Though undersized, Oswalt has always been a power pitcher. A fastball that used to average better than 94 miles per hour, however, was down to 91.5 mph last season. That doesn’t necessarily have to be a problem and Oswalt, who has finished in the top-6 of the NL Cy YoungAward voting six times, is a guy who is refined as a pitcher, but the decreased velocity does mean a smaller chance to get away with mistakes.
Last season with the Rangers, Oswalt’s mistakes were routinely pounded. He allowed an alarming 11 home runs in just 59 innings of work. It wasn’t just a product of pitching in Arlington, either.
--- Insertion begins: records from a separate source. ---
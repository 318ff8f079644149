//! # Session State
//!
//! The shared per-sale state every checkout component works against.
//!
//! ```text
//! ┌─────────────────────────────────────────────────────────────────────────┐
//! │ SessionCore (Arc, one per open sale)                                    │
//! │                                                                         │
//! │  state: RwLock<SessionState>                                            │
//! │          ├── ledger       PaymentLedger                                 │
//! │          ├── flow         Empty | Initiating{epoch} | Active{flow,epoch}│
//! │          └── applied_seq  highest fetch sequence merged so far          │
//! │                                                                         │
//! │  fetch_seq   ++ on every payments fetch, stamped on the result          │
//! │  generation  ++ on close; results stamped with an older one are dropped │
//! │  outcome     watch channel: FlowEnd{epoch, outcome} of the last flow    │
//! └─────────────────────────────────────────────────────────────────────────┘
//! ```
//!
//! A fetch result is applied only if it is from the current generation and
//! carries a sequence newer than the last applied one, so a slow response
//! never rolls the ledger back.

use std::sync::atomic::{AtomicBool, AtomicU64, Ordering};
use std::sync::Arc;
use tokio::sync::{watch, RwLock};
use tracing::{debug, info};

use vitrina_core::reconcile::evaluate;
use vitrina_core::{GatewayFlow, Money, PaymentLedger, PaymentSnapshot, PollDecision};

use crate::backend::PaymentBackend;
use crate::config::CheckoutConfig;
use crate::error::{CheckoutError, CheckoutResult};
use crate::events::{CheckoutEventEmitter, Notice};
use crate::poller::PollOutcome;

// =============================================================================
// Flow Slot
// =============================================================================

/// At most one gateway flow per sale.
#[derive(Debug, Clone, PartialEq, Eq)]
pub(crate) enum FlowSlot {
    Empty,
    /// Reserved while the gateway call is in flight.
    Initiating { epoch: u64, amount: Money },
    Active { flow: GatewayFlow, epoch: u64 },
}

impl FlowSlot {
    pub(crate) fn active_epoch(&self) -> Option<u64> {
        match self {
            FlowSlot::Active { epoch, .. } => Some(*epoch),
            _ => None,
        }
    }

    pub(crate) fn active_flow(&self) -> Option<&GatewayFlow> {
        match self {
            FlowSlot::Active { flow, .. } => Some(flow),
            _ => None,
        }
    }

    fn is_initiating(&self, expected: u64) -> bool {
        matches!(self, FlowSlot::Initiating { epoch, .. } if *epoch == expected)
    }

    /// Balance promised to the gateway until the flow reports.
    pub(crate) fn held(&self) -> Money {
        match self {
            FlowSlot::Empty => Money::zero(),
            FlowSlot::Initiating { amount, .. } => *amount,
            FlowSlot::Active { flow, .. } => flow.amount,
        }
    }
}

#[derive(Debug)]
pub(crate) struct SessionState {
    pub ledger: PaymentLedger,
    pub flow: FlowSlot,
    pub applied_seq: u64,
}

/// Last terminal outcome, tagged with the flow it belongs to.
#[derive(Debug, Clone, Copy, PartialEq, Eq)]
pub(crate) struct FlowEnd {
    pub epoch: u64,
    pub outcome: PollOutcome,
}

/// A payments snapshot stamped at issue time.
#[derive(Debug)]
pub(crate) struct Fetched {
    pub seq: u64,
    pub generation: u64,
    pub snapshot: PaymentSnapshot,
}

/// What applying a [`Fetched`] snapshot did.
#[derive(Debug, Clone, Copy, PartialEq, Eq)]
pub(crate) enum Applied {
    /// Older than the last applied snapshot; ignored.
    Stale,
    /// The flow the caller polls for is no longer the active one.
    Superseded,
    /// Merged; the flow (if any) keeps going.
    Continue,
    /// Merged and the active flow ended with this outcome.
    Ended(PollOutcome),
}

// =============================================================================
// Session Core
// =============================================================================

pub(crate) struct SessionCore {
    pub sale_id: String,
    pub state: RwLock<SessionState>,
    pub backend: Arc<dyn PaymentBackend>,
    pub emitter: Arc<dyn CheckoutEventEmitter>,
    pub config: CheckoutConfig,
    fetch_seq: AtomicU64,
    generation: AtomicU64,
    closed: AtomicBool,
    next_epoch: AtomicU64,
    outcome_tx: watch::Sender<Option<FlowEnd>>,
}

impl SessionCore {
    pub(crate) fn new(
        sale_id: String,
        ledger: PaymentLedger,
        backend: Arc<dyn PaymentBackend>,
        emitter: Arc<dyn CheckoutEventEmitter>,
        config: CheckoutConfig,
    ) -> Self {
        let (outcome_tx, _) = watch::channel(None);
        SessionCore {
            sale_id,
            state: RwLock::new(SessionState {
                ledger,
                flow: FlowSlot::Empty,
                applied_seq: 0,
            }),
            backend,
            emitter,
            config,
            fetch_seq: AtomicU64::new(0),
            generation: AtomicU64::new(0),
            closed: AtomicBool::new(false),
            next_epoch: AtomicU64::new(0),
            outcome_tx,
        }
    }

    // =========================================================================
    // Lifecycle
    // =========================================================================

    pub(crate) fn is_closed(&self) -> bool {
        self.closed.load(Ordering::SeqCst)
    }

    pub(crate) fn ensure_open(&self) -> CheckoutResult<()> {
        if self.is_closed() {
            return Err(CheckoutError::SessionClosed);
        }
        Ok(())
    }

    /// Marks the session closed; results of calls already in flight are
    /// discarded when they land. Returns false if it was already closed.
    pub(crate) fn mark_closed(&self) -> bool {
        if self.closed.swap(true, Ordering::SeqCst) {
            return false;
        }
        self.generation.fetch_add(1, Ordering::SeqCst);
        true
    }

    /// Epoch of the most recently reserved flow (0 = none yet).
    pub(crate) fn last_epoch(&self) -> u64 {
        self.next_epoch.load(Ordering::SeqCst)
    }

    pub(crate) fn subscribe(&self) -> watch::Receiver<Option<FlowEnd>> {
        self.outcome_tx.subscribe()
    }

    // =========================================================================
    // Authoritative Payments
    // =========================================================================

    /// Fetches the authoritative list, stamping sequence and generation.
    pub(crate) async fn fetch_payments(&self) -> CheckoutResult<Fetched> {
        let seq = self.fetch_seq.fetch_add(1, Ordering::SeqCst) + 1;
        let generation = self.generation.load(Ordering::SeqCst);
        debug!(sale_id = %self.sale_id, seq, "Fetching payments");

        let snapshot = self.backend.fetch_payments(&self.sale_id).await?;
        Ok(Fetched {
            seq,
            generation,
            snapshot,
        })
    }

    /// Fetches and applies outside of any poller.
    pub(crate) async fn refresh(&self) -> CheckoutResult<Applied> {
        self.ensure_open()?;
        let fetched = self.fetch_payments().await?;
        self.apply(fetched, None).await
    }

    /// Applies a snapshot.
    ///
    /// `owner` is the epoch of the polling flow; a snapshot fetched for a
    /// flow that is no longer active is `Superseded` and left unapplied.
    /// Without an owner, an active flow is still evaluated so a manual
    /// refresh cannot swallow the approval the poller is waiting for.
    pub(crate) async fn apply(&self, fetched: Fetched, owner: Option<u64>) -> CheckoutResult<Applied> {
        if self.is_closed() || fetched.generation != self.generation.load(Ordering::SeqCst) {
            debug!(sale_id = %self.sale_id, seq = fetched.seq, "Discarding result of closed session");
            return Err(CheckoutError::SessionClosed);
        }

        let mut guard = self.state.write().await;
        let state = &mut *guard;

        if let Some(epoch) = owner {
            if state.flow.active_epoch() != Some(epoch) {
                return Ok(Applied::Superseded);
            }
        }

        if fetched.seq <= state.applied_seq {
            debug!(
                sale_id = %self.sale_id,
                seq = fetched.seq,
                applied = state.applied_seq,
                "Discarding out-of-order payments snapshot"
            );
            return Ok(Applied::Stale);
        }
        state.applied_seq = fetched.seq;

        let decision = match state.flow.active_flow() {
            Some(flow) => evaluate(flow, &state.ledger, &fetched.snapshot),
            None => PollDecision::Refresh,
        };
        debug!(sale_id = %self.sale_id, seq = fetched.seq, ?decision, "Payments snapshot evaluated");

        let before = state.ledger.totals();
        if let Some(total) = fetched.snapshot.total {
            state.ledger.set_total(total);
        }
        state.ledger.merge_remote(&fetched.snapshot.entries);

        let ended = match decision {
            PollDecision::Approved { amount } => Some(PollOutcome::Approved { amount }),
            PollDecision::Rejected { amount } => Some(PollOutcome::Rejected { amount }),
            PollDecision::Refresh | PollDecision::Unchanged => None,
        };
        if let Some(outcome) = ended {
            self.end_flow_locked(state, outcome);
            return Ok(Applied::Ended(outcome));
        }

        let after = state.ledger.totals();
        if after != before {
            self.emitter.emit_totals(&after);
        }
        Ok(Applied::Continue)
    }

    /// Marks a batch as submitted and moves the watermark past every fetch
    /// issued so far.
    pub(crate) async fn commit_submitted(&self, ids: &[String]) -> usize {
        let mut state = self.state.write().await;
        let flipped = state.ledger.mark_submitted(ids);
        state.applied_seq = self.fetch_seq.load(Ordering::SeqCst);
        self.emitter.emit_totals(&state.ledger.totals());
        flipped
    }

    // =========================================================================
    // Flow Slot
    // =========================================================================

    /// Reserves the flow slot for an amount that passes the balance rules.
    pub(crate) async fn reserve_flow(&self, amount: Money) -> CheckoutResult<u64> {
        self.ensure_open()?;
        let mut state = self.state.write().await;
        if state.flow != FlowSlot::Empty {
            return Err(CheckoutError::FlowAlreadyActive);
        }
        state.ledger.check_amount(amount)?;

        let epoch = self.next_epoch.fetch_add(1, Ordering::SeqCst) + 1;
        state.flow = FlowSlot::Initiating { epoch, amount };
        Ok(epoch)
    }

    /// Turns a reservation into an active flow.
    pub(crate) async fn activate_flow(&self, epoch: u64, flow: GatewayFlow) -> CheckoutResult<()> {
        let mut state = self.state.write().await;
        if self.is_closed() || !state.flow.is_initiating(epoch) {
            return Err(CheckoutError::SessionClosed);
        }
        self.emitter.emit_flow(Some(&flow));
        state.flow = FlowSlot::Active { flow, epoch };
        Ok(())
    }

    /// Drops a reservation whose gateway call failed.
    pub(crate) async fn release_flow(&self, epoch: u64) {
        let mut state = self.state.write().await;
        if state.flow.is_initiating(epoch) {
            state.flow = FlowSlot::Empty;
            self.emitter.emit_flow(None);
        }
    }

    /// Ends the active flow, whichever it is.
    pub(crate) async fn end_active_flow(&self, outcome: PollOutcome) -> Option<GatewayFlow> {
        let mut state = self.state.write().await;
        self.end_flow_locked(&mut state, outcome)
    }

    /// Called by the poller task once it stops on its own (timeout, cancel).
    pub(crate) async fn conclude(&self, epoch: u64, outcome: PollOutcome) {
        if self.is_closed() {
            return;
        }
        let mut state = self.state.write().await;
        if state.flow.active_epoch() == Some(epoch) {
            self.end_flow_locked(&mut state, outcome);
        }
    }

    /// Empties the slot, publishes the outcome and notifies the UI.
    pub(crate) fn end_flow_locked(
        &self,
        state: &mut SessionState,
        outcome: PollOutcome,
    ) -> Option<GatewayFlow> {
        let (flow, epoch) = match std::mem::replace(&mut state.flow, FlowSlot::Empty) {
            FlowSlot::Active { flow, epoch } => (flow, epoch),
            other => {
                state.flow = other;
                return None;
            }
        };

        info!(
            sale_id = %self.sale_id,
            epoch,
            amount = %flow.amount,
            ?outcome,
            "Gateway flow ended"
        );
        self.outcome_tx.send_replace(Some(FlowEnd { epoch, outcome }));

        let notice = match outcome {
            PollOutcome::Approved { amount } => Some(Notice::GatewayApproved { amount }),
            PollOutcome::Rejected { amount } => Some(Notice::GatewayRejected { amount }),
            PollOutcome::TimedOut => Some(Notice::GatewayTimedOut {
                amount: flow.amount,
                waited_secs: self.config.gateway.poll_ceiling_secs,
            }),
            PollOutcome::Cancelled => Some(Notice::FlowClosed {
                amount: flow.amount,
            }),
            PollOutcome::Superseded => None,
        };
        if let Some(notice) = notice {
            self.emitter.emit_notice(&notice);
        }

        self.emitter.emit_flow(None);
        self.emitter.emit_totals(&state.ledger.totals());

        if matches!(outcome, PollOutcome::Approved { .. }) && state.ledger.is_settled() {
            self.emitter.emit_notice(&Notice::SaleSettled {
                sale_id: self.sale_id.clone(),
            });
        }
        Some(flow)
    }
}

// =============================================================================
// Unit Tests
// =============================================================================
The previous year, while pitching his home games in the bandbox in Philadelphia, Oswalt yielded just 10 bombs in 139 innings pitched. At 1.7 home runs per nine innings, Oswalt’s 2012 was more than double his career average in terms of serving up the long ball. In only 33 innings of work at Tulsa this season, Oswalt allowed five home runs. If command within the strike zone is the issue, Coors Field might be the worst possible place for Oswalt to throw his home games.
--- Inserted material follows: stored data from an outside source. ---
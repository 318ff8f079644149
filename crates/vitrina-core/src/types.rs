//! # Domain Types
//!
//! Core domain types of the checkout payment engine.
//!
//! ## Type Hierarchy
//! ```text
//! ┌─────────────────────────────────────────────────────────────────────────┐
//! │                         Domain Types                                    │
//! │                                                                         │
//! │  ┌─────────────────┐   ┌─────────────────┐   ┌─────────────────┐       │
//! │  │      Sale       │   │  Contribution   │   │  GatewayFlow    │       │
//! │  │  ─────────────  │   │  ─────────────  │   │  ─────────────  │       │
//! │  │  id             │   │  method         │   │  kind (QR/TERM) │       │
//! │  │  total          │   │  amount         │   │  amount         │       │
//! │  │  lines          │   │  origin         │   │  device_id      │       │
//! │  └─────────────────┘   │  state          │   │  status         │       │
//! │                        └─────────────────┘   └─────────────────┘       │
//! │                                                                         │
//! │  ┌─────────────────┐   ┌─────────────────┐   ┌─────────────────┐       │
//! │  │ PaymentMethod   │   │ConfirmationState│   │    Origin       │       │
//! │  │  EFECTIVO  DEB. │   │  PENDIENTE      │   │  Local          │       │
//! │  │  CREDITO  TRANS │   │  APROBADO       │   │  Remote         │       │
//! │  │  MP (gateway)   │   │  RECHAZADO      │   └─────────────────┘       │
//! │  └─────────────────┘   └─────────────────┘                              │
//! └─────────────────────────────────────────────────────────────────────────┘
//! ```
//!
//! ## Wire Codes
//! The payments service speaks Spanish codes (`metodo: "EFECTIVO"`,
//! `estado: "APROBADO"`). Each enum maps them with `wire_code` /
//! `from_wire`; serde uses snake_case names for the frontend.

use chrono::{DateTime, Utc};
use serde::{Deserialize, Serialize};
use std::fmt;
use ts_rs::TS;

use crate::money::Money;

// =============================================================================
// Payment Method
// =============================================================================

/// How a contribution is paid.
#[derive(Debug, Clone, Copy, PartialEq, Eq, Hash, Serialize, Deserialize, TS)]
#[ts(export)]
#[serde(rename_all = "snake_case")]
pub enum PaymentMethod {
    /// Physical cash.
    Cash,
    /// Debit card on a standalone POS.
    Debit,
    /// Credit card on a standalone POS.
    Credit,
    /// Bank transfer.
    Transfer,
    /// Third-party gateway (QR or terminal), confirmed only by polling.
    Gateway,
}

impl PaymentMethod {
    /// All methods, in the order the picker shows them.
    pub const ALL: [PaymentMethod; 5] = [
        PaymentMethod::Cash,
        PaymentMethod::Debit,
        PaymentMethod::Credit,
        PaymentMethod::Transfer,
        PaymentMethod::Gateway,
    ];

    /// Code used by the payments service.
    pub const fn wire_code(&self) -> &'static str {
        match self {
            PaymentMethod::Cash => "EFECTIVO",
            PaymentMethod::Debit => "DEBITO",
            PaymentMethod::Credit => "CREDITO",
            PaymentMethod::Transfer => "TRANSFERENCIA",
            PaymentMethod::Gateway => "MP",
        }
    }

    /// Maps a service code back; unknown codes are `None`.
    ///
    /// ## Example
    /// ```rust
    /// use vitrina_core::PaymentMethod;
    ///
    /// assert_eq!(PaymentMethod::from_wire("mp"), Some(PaymentMethod::Gateway));
    /// assert_eq!(PaymentMethod::from_wire("CHEQUE"), None);
    /// ```
    pub fn from_wire(code: &str) -> Option<Self> {
        let code = code.trim();
        Self::ALL
            .into_iter()
            .find(|m| m.wire_code().eq_ignore_ascii_case(code))
    }

    #[inline]
    pub const fn is_gateway(&self) -> bool {
        matches!(self, PaymentMethod::Gateway)
    }
}

impl fmt::Display for PaymentMethod {
    fn fmt(&self, f: &mut fmt::Formatter<'_>) -> fmt::Result {
        f.write_str(self.wire_code())
    }
}

// =============================================================================
// Confirmation State
// =============================================================================

#[derive(Debug, Clone, Copy, PartialEq, Eq, Hash, Serialize, Deserialize, TS)]
#[ts(export)]
#[serde(rename_all = "snake_case")]
pub enum ConfirmationState {
    Pending,
    Approved,
    Rejected,
}

impl ConfirmationState {
    pub const fn wire_code(&self) -> &'static str {
        match self {
            ConfirmationState::Pending => "PENDIENTE",
            ConfirmationState::Approved => "APROBADO",
            ConfirmationState::Rejected => "RECHAZADO",
        }
    }

    /// Maps a service status. `CONFIRMADO` is a legacy alias of `APROBADO`.
    pub fn from_wire(code: &str) -> Option<Self> {
        match code.trim().to_ascii_uppercase().as_str() {
            "PENDIENTE" => Some(ConfirmationState::Pending),
            "APROBADO" | "CONFIRMADO" => Some(ConfirmationState::Approved),
            "RECHAZADO" => Some(ConfirmationState::Rejected),
            _ => None,
        }
    }
}

// =============================================================================
// Contribution
// =============================================================================

/// Where a contribution came from.
#[derive(Debug, Clone, Copy, PartialEq, Eq, Serialize, Deserialize, TS)]
#[ts(export)]
#[serde(rename_all = "snake_case")]
pub enum Origin {
    /// Entered in this session.
    Local,
    /// Returned by the authoritative server list.
    Remote,
}

/// One discrete payment amount applied toward a sale's total.
#[derive(Debug, Clone, PartialEq, Serialize, Deserialize, TS)]
#[ts(export)]
pub struct Contribution {
    /// Local UUID for LOCAL entries, server id (or positional id) for REMOTE.
    pub id: String,
    pub method: PaymentMethod,
    pub amount: Money,
    pub origin: Origin,
    pub state: ConfirmationState,
    /// LOCAL entry already sent in a successful batch, awaiting refresh.
    pub submitted: bool,
    pub reference: Option<String>,
    #[ts(as = "String")]
    pub recorded_at: DateTime<Utc>,
}

impl Contribution {
    /// Only LOCAL entries that have not been submitted may be removed.
    #[inline]
    pub fn is_mutable(&self) -> bool {
        self.origin == Origin::Local && !self.submitted
    }

    #[inline]
    pub fn is_approved(&self) -> bool {
        self.state == ConfirmationState::Approved
    }
}

/// Typed form of one entry of the authoritative payment list.
#[derive(Debug, Clone, PartialEq, Eq, Serialize, Deserialize, TS)]
#[ts(export)]
pub struct RemoteContribution {
    pub id: Option<String>,
    pub method: PaymentMethod,
    pub amount: Money,
    pub state: ConfirmationState,
}

/// The authoritative payment list of a sale, as returned by one fetch.
#[derive(Debug, Clone, Default, PartialEq, Eq, Serialize, Deserialize, TS)]
#[ts(export)]
pub struct PaymentSnapshot {
    pub entries: Vec<RemoteContribution>,
    /// Sale total as the payments service reports it, when present.
    pub total: Option<Money>,
}

impl PaymentSnapshot {
    /// Sum of APPROVED entries.
    pub fn approved_total(&self) -> Money {
        self.entries
            .iter()
            .filter(|e| e.state == ConfirmationState::Approved)
            .map(|e| e.amount)
            .sum()
    }
}

// =============================================================================
// Sale
// =============================================================================

/// A sale as the sales service reports it.
#[derive(Debug, Clone, PartialEq, Eq, Serialize, Deserialize, TS)]
#[ts(export)]
pub struct Sale {
    pub id: String,
    pub total: Money,
    pub lines: Vec<SaleLine>,
}

#[derive(Debug, Clone, PartialEq, Eq, Serialize, Deserialize, TS)]
#[ts(export)]
pub struct SaleLine {
    pub product_ref: String,
    pub description: String,
    pub quantity: i64,
    pub unit_price: Money,
    pub subtotal: Money,
}

/// Entry of a customer's pending-sales list.
#[derive(Debug, Clone, PartialEq, Eq, Serialize, Deserialize, TS)]
#[ts(export)]
pub struct PendingSale {
    pub sale_id: String,
    pub total: Money,
}

// =============================================================================
// Gateway Flow
// =============================================================================

#[derive(Debug, Clone, Copy, PartialEq, Eq, Serialize, Deserialize, TS)]
#[ts(export)]
#[serde(rename_all = "snake_case")]
pub enum FlowKind {
    /// Customer scans a dynamic QR code.
    Qr,
    /// Charge pushed to a physical card terminal.
    Terminal,
}

#[derive(Debug, Clone, Copy, PartialEq, Eq, Serialize, Deserialize, TS)]
#[ts(export)]
#[serde(rename_all = "snake_case")]
pub enum FlowStatus {
    Idle,
    AwaitingTerminal,
    AwaitingQrScan,
}

/// One bounded attempt to collect payment via the gateway.
#[derive(Debug, Clone, PartialEq, Eq, Serialize, Deserialize, TS)]
#[ts(export)]
pub struct GatewayFlow {
    pub kind: FlowKind,
    pub amount: Money,
    /// Terminal flows only.
    pub device_id: Option<String>,
    /// QR flows only: the string rendered as a scannable code.
    pub display_payload: Option<String>,
    pub status: FlowStatus,
    #[ts(as = "String")]
    pub started_at: DateTime<Utc>,
}

impl GatewayFlow {
    /// A QR flow awaiting the customer's scan.
    pub fn qr(amount: Money, display_payload: String) -> Self {
        GatewayFlow {
            kind: FlowKind::Qr,
            amount,
            device_id: None,
            display_payload: Some(display_payload),
            status: FlowStatus::AwaitingQrScan,
            started_at: Utc::now(),
        }
    }

    /// A terminal flow awaiting the card on `device_id`.
    pub fn terminal(amount: Money, device_id: String) -> Self {
        GatewayFlow {
            kind: FlowKind::Terminal,
            amount,
            device_id: Some(device_id),
            display_payload: None,
            status: FlowStatus::AwaitingTerminal,
            started_at: Utc::now(),
        }
    }

    #[inline]
    pub fn is_active(&self) -> bool {
        self.status != FlowStatus::Idle
    }
}

/// A card terminal registered with the gateway provider.
#[derive(Debug, Clone, PartialEq, Eq, Serialize, Deserialize, TS)]
#[ts(export)]
pub struct TerminalDevice {
    pub id: String,
    pub name: String,
}

impl TerminalDevice {
    /// Name to show in the picker; unnamed devices show the id tail.
    ///
    /// ## Example
    /// ```rust
    /// use vitrina_core::TerminalDevice;
    ///
    /// let device = TerminalDevice { id: "PAX_A910__SMARTPOS1495357742".into(), name: "  ".into() };
    /// assert_eq!(device.display_name(), "Terminal 357742");
    /// ```
    pub fn display_name(&self) -> String {
        let name = self.name.trim();
        if !name.is_empty() {
            return name.to_string();
        }
        let tail_start = self
            .id
            .char_indices()
            .rev()
            .nth(5)
            .map(|(i, _)| i)
            .unwrap_or(0);
        format!("Terminal {}", &self.id[tail_start..])
    }
}

/// Hosted checkout page of the gateway provider for one charge.
///
/// The customer pays on the provider's page; the payment reaches the sale
/// through the payments service like any other gateway payment.
#[derive(Debug, Clone, PartialEq, Eq, Serialize, Deserialize, TS)]
#[ts(export)]
pub struct CheckoutLink {
    pub amount: Money,
    /// Where to send the customer (`init_point`).
    pub url: String,
    pub preference_id: Option<String>,
}

// =============================================================================
// Settlement Status
// =============================================================================

/// Payment status of a whole sale, as the sales service reports it.
#[derive(Debug, Clone, Copy, PartialEq, Eq, Serialize, Deserialize, TS)]
#[ts(export)]
#[serde(rename_all = "snake_case")]
pub enum SettlementStatus {
    Pending,
    /// The sale is PAGADA.
    Paid,
    /// The last gateway payment was RECHAZADO.
    Rejected,
}

impl SettlementStatus {
    /// Maps `estado_venta` / `estado_pago`. A paid sale wins over a
    /// rejected payment; anything else is still pending.
    pub fn from_wire(sale_state: &str, payment_state: &str) -> Self {
        if sale_state.trim().eq_ignore_ascii_case("PAGADA") {
            SettlementStatus::Paid
        } else if ConfirmationState::from_wire(payment_state) == Some(ConfirmationState::Rejected) {
            SettlementStatus::Rejected
        } else {
            SettlementStatus::Pending
        }
    }

    #[inline]
    pub fn is_final(&self) -> bool {
        *self != SettlementStatus::Pending
    }
}

// =============================================================================
// Supervisor
// =============================================================================

/// An administrator able to authorize gated actions.
#[derive(Debug, Clone, PartialEq, Eq, Serialize, Deserialize, TS)]
#[ts(export)]
pub struct Supervisor {
    pub id: String,
    pub first_name: String,
    pub last_name: String,
}

impl Supervisor {
    pub fn full_name(&self) -> String {
        format!("{} {}", self.first_name.trim(), self.last_name.trim())
            .trim()
            .to_string()
    }
}

// =============================================================================
// Derived Totals
// =============================================================================

/// Serializable view of the ledger's derived aggregates.
#[derive(Debug, Clone, Copy, PartialEq, Eq, Serialize, Deserialize, TS)]
#[ts(export)]
pub struct LedgerTotals {
    pub total: Money,
    /// Sum of APPROVED contributions.
    pub paid: Money,
    /// `max(0, total - paid)`.
    pub remaining: Money,
    /// `max(0, paid - total)`.
    pub overpaid: Money,
    /// Sum of PENDING contributions.
    pub pending: Money,
    pub entry_count: usize,
    pub uncommitted_count: usize,
}

// =============================================================================
// Unit Tests
// =============================================================================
Though he’s never produced outrageous strikeout numbers, Oswalt fanned just 6.75 batters per nine with the Drillers. That number doesn’t bother me as much as the .218 batting average on balls in play that Oswalt has benefitted from this season. Put together the lower-than-ideal strikeout rate, the high home run rate, and the low BABIP and you get a pitcher who drastically out-performed his peripherals in the Texas League.
Now, Oswalt is a 12-year major league veteran with more than 160 career wins under his belt and a track record of not just success, but dominance. It is extremely likely that Oswalt treated his time with Tulsa as nothing more than a normal Spring Training and simply didn’t worry about anything except getting himself ready to pitch with the Rockies. While the results are nice to see, I don’t think it was ever even close to necessary that Oswalt turned heads during his minor league stint; he was going to get called up as soon as he felt ready to help the big club, perhaps no matter what the numbers said.
Ordinarily, you look at a guy with the track record that Oswalt brings and you feel very comfortable with what to expect from him. For the first 11 of his dozen seasons, Oswalt was the picture of consistent excellence. Last year, his first tour in the American League, some important numbers skewed away from career norms and the results were ugly. As long as last season was merely an outlier campaign, the Rockies will get a huge boost to their starting rotation and fortify their status as a contender in the NL West. If last season represented a new normal for Oswalt, however, the results could be ugly.